### TASK DETAILS
Return only that part of the material below which starts with the line containing "wakes up with" and goes on through the line containing "pub fn write_frame(&mut", restated exactly.

### GIVEN RECORDS
--- START ---

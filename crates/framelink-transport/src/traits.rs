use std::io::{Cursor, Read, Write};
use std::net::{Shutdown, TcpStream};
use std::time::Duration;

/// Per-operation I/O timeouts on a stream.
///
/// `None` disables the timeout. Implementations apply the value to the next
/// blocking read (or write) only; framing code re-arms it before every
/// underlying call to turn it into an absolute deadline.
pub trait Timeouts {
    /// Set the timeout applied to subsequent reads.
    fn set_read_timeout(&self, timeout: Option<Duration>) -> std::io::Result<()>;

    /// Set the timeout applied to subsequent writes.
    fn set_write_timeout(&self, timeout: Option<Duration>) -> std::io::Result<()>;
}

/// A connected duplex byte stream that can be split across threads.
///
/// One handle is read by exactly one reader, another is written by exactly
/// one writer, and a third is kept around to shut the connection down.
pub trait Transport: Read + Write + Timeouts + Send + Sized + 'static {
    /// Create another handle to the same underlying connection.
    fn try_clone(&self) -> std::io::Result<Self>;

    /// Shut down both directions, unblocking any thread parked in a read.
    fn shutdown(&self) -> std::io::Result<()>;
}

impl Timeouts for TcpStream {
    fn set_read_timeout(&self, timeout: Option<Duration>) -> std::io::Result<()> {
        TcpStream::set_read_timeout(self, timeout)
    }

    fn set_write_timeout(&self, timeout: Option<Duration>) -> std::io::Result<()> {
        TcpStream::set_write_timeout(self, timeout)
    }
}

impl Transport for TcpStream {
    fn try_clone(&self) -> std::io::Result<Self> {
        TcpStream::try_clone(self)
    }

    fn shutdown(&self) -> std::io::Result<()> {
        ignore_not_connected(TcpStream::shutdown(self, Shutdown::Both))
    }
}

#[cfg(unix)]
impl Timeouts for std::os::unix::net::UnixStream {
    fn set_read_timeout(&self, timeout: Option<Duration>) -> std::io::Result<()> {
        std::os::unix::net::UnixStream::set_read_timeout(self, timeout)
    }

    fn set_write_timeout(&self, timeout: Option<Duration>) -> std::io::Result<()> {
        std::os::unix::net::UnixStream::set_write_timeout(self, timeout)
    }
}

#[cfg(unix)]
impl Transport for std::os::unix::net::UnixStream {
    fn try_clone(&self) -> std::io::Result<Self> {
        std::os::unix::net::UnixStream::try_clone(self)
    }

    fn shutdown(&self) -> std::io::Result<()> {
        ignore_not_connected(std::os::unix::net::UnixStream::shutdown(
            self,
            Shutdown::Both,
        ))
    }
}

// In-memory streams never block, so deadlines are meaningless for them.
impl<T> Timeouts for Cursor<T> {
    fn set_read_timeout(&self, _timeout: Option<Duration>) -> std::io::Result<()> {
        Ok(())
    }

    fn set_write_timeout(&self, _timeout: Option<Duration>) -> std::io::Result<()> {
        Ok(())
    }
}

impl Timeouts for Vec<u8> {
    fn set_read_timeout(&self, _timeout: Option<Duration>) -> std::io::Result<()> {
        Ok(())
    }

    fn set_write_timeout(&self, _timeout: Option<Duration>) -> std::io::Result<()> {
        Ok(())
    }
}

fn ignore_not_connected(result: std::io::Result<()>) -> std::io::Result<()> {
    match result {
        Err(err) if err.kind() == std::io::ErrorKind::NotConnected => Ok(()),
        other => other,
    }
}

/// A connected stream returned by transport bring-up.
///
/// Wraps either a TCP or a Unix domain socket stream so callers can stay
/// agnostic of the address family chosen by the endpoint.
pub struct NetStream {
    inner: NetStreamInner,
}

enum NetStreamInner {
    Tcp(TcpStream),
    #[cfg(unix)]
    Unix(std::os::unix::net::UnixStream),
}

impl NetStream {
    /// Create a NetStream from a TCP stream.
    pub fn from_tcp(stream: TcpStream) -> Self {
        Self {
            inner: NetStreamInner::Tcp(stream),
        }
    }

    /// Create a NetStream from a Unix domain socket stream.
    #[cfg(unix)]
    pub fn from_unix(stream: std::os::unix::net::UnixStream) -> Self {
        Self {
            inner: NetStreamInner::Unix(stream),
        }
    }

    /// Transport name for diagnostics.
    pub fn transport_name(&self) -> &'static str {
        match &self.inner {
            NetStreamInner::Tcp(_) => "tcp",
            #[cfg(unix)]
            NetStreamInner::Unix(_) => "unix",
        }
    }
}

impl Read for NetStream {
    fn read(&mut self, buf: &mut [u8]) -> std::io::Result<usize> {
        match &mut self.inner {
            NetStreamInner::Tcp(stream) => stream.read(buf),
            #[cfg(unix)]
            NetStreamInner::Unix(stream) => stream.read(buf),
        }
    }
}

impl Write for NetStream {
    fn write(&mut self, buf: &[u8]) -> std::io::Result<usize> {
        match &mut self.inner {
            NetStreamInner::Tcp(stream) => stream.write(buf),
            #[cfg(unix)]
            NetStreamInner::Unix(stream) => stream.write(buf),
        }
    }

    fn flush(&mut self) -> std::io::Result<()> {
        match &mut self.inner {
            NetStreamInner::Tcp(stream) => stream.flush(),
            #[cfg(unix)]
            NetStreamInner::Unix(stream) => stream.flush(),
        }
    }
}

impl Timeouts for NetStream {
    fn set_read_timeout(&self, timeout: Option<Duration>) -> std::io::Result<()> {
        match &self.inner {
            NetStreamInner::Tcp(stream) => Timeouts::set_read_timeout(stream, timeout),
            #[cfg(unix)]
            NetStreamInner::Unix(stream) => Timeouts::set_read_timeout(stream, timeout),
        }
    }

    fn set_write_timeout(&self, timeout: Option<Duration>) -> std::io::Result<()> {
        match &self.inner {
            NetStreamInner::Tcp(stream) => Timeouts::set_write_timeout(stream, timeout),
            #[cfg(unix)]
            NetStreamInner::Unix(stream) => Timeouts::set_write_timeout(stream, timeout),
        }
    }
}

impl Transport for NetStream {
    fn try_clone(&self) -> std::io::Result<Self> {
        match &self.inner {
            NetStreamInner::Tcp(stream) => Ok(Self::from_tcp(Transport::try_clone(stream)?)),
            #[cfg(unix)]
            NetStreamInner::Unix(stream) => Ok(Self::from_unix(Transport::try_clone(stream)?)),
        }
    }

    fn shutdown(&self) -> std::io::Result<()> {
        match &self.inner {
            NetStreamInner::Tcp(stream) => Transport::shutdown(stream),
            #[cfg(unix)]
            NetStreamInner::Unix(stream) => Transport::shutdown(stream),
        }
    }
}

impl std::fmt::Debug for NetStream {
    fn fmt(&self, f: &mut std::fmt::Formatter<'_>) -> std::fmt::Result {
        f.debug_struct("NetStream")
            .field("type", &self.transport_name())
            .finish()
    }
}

--- END ---
--- START ---

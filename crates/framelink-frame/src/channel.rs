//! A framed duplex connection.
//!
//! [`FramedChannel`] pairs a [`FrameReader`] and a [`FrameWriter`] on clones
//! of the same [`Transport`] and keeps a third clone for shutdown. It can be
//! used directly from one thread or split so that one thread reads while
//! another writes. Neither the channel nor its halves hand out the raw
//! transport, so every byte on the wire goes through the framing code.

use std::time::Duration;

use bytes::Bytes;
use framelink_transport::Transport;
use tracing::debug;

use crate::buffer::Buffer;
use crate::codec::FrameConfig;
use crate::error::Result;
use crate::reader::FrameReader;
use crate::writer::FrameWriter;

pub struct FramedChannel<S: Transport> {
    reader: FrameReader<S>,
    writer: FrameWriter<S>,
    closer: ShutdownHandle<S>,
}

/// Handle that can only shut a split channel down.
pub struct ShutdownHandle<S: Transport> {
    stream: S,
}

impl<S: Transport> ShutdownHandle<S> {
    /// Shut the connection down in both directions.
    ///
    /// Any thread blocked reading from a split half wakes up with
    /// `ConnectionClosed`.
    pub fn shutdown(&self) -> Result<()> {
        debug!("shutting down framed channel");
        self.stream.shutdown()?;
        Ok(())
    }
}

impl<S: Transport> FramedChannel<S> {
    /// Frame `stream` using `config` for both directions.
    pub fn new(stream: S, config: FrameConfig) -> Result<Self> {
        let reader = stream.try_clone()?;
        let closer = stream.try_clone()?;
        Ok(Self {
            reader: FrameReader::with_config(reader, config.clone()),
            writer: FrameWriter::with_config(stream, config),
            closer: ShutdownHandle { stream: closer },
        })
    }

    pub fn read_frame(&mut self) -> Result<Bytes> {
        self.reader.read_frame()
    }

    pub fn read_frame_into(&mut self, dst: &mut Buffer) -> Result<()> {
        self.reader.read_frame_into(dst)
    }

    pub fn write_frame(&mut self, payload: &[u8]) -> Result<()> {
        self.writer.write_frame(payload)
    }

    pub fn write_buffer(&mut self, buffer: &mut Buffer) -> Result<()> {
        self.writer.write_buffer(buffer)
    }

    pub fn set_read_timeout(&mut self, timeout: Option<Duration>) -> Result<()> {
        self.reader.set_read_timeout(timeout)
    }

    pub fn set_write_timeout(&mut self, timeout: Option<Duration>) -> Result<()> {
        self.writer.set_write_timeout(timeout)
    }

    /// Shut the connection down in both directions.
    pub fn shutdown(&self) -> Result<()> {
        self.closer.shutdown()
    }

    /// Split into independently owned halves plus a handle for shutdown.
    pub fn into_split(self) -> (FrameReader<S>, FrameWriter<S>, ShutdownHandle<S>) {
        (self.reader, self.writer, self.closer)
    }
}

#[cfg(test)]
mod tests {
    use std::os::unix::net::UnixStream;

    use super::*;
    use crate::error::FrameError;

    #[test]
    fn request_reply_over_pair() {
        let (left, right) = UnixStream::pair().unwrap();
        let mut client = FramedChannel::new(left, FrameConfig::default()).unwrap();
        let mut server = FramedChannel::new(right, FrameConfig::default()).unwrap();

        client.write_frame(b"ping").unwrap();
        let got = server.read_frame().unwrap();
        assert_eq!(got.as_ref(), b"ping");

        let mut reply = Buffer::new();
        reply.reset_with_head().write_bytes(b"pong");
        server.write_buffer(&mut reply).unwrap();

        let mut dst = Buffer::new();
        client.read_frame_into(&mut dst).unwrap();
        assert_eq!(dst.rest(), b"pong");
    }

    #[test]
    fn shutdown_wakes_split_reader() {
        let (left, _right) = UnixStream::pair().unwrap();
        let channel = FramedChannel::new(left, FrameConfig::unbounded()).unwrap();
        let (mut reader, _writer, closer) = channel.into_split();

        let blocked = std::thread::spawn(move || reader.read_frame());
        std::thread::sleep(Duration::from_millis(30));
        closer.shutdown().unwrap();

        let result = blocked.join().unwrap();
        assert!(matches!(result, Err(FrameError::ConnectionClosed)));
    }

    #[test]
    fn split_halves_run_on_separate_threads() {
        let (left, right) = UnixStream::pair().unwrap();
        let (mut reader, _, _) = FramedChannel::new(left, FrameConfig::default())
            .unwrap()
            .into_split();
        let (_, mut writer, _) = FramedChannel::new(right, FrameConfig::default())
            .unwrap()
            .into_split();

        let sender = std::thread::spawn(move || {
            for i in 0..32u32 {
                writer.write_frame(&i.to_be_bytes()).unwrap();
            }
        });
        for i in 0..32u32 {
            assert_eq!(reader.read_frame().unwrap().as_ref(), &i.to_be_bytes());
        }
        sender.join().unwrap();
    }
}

--- END ---

### ANSWER SPACE
    /// Any thread blocked reading from a split half wakes up with
    /// `ConnectionClosed`.
    pub fn shutdown(&self) -> Result<()> {
        debug!("shutting down framed channel");
        self.stream.shutdown()?;
        Ok(())
    }
}

impl<S: Transport> FramedChannel<S> {
    /// Frame `stream` using `config` for both directions.
    pub fn new(stream: S, config: FrameConfig) -> Result<Self> {
        let reader = stream.try_clone()?;
        let closer = stream.try_clone()?;
        Ok(Self {
            reader: FrameReader::with_config(reader, config.clone()),
            writer: FrameWriter::with_config(stream, config),
            closer: ShutdownHandle { stream: closer },
        })
    }

    pub fn read_frame(&mut self) -> Result<Bytes> {
        self.reader.read_frame()
    }

    pub fn read_frame_into(&mut self, dst: &mut Buffer) -> Result<()> {
        self.reader.read_frame_into(dst)
    }

    pub fn write_frame(&mut self, payload: &[u8]) -> Result<()> {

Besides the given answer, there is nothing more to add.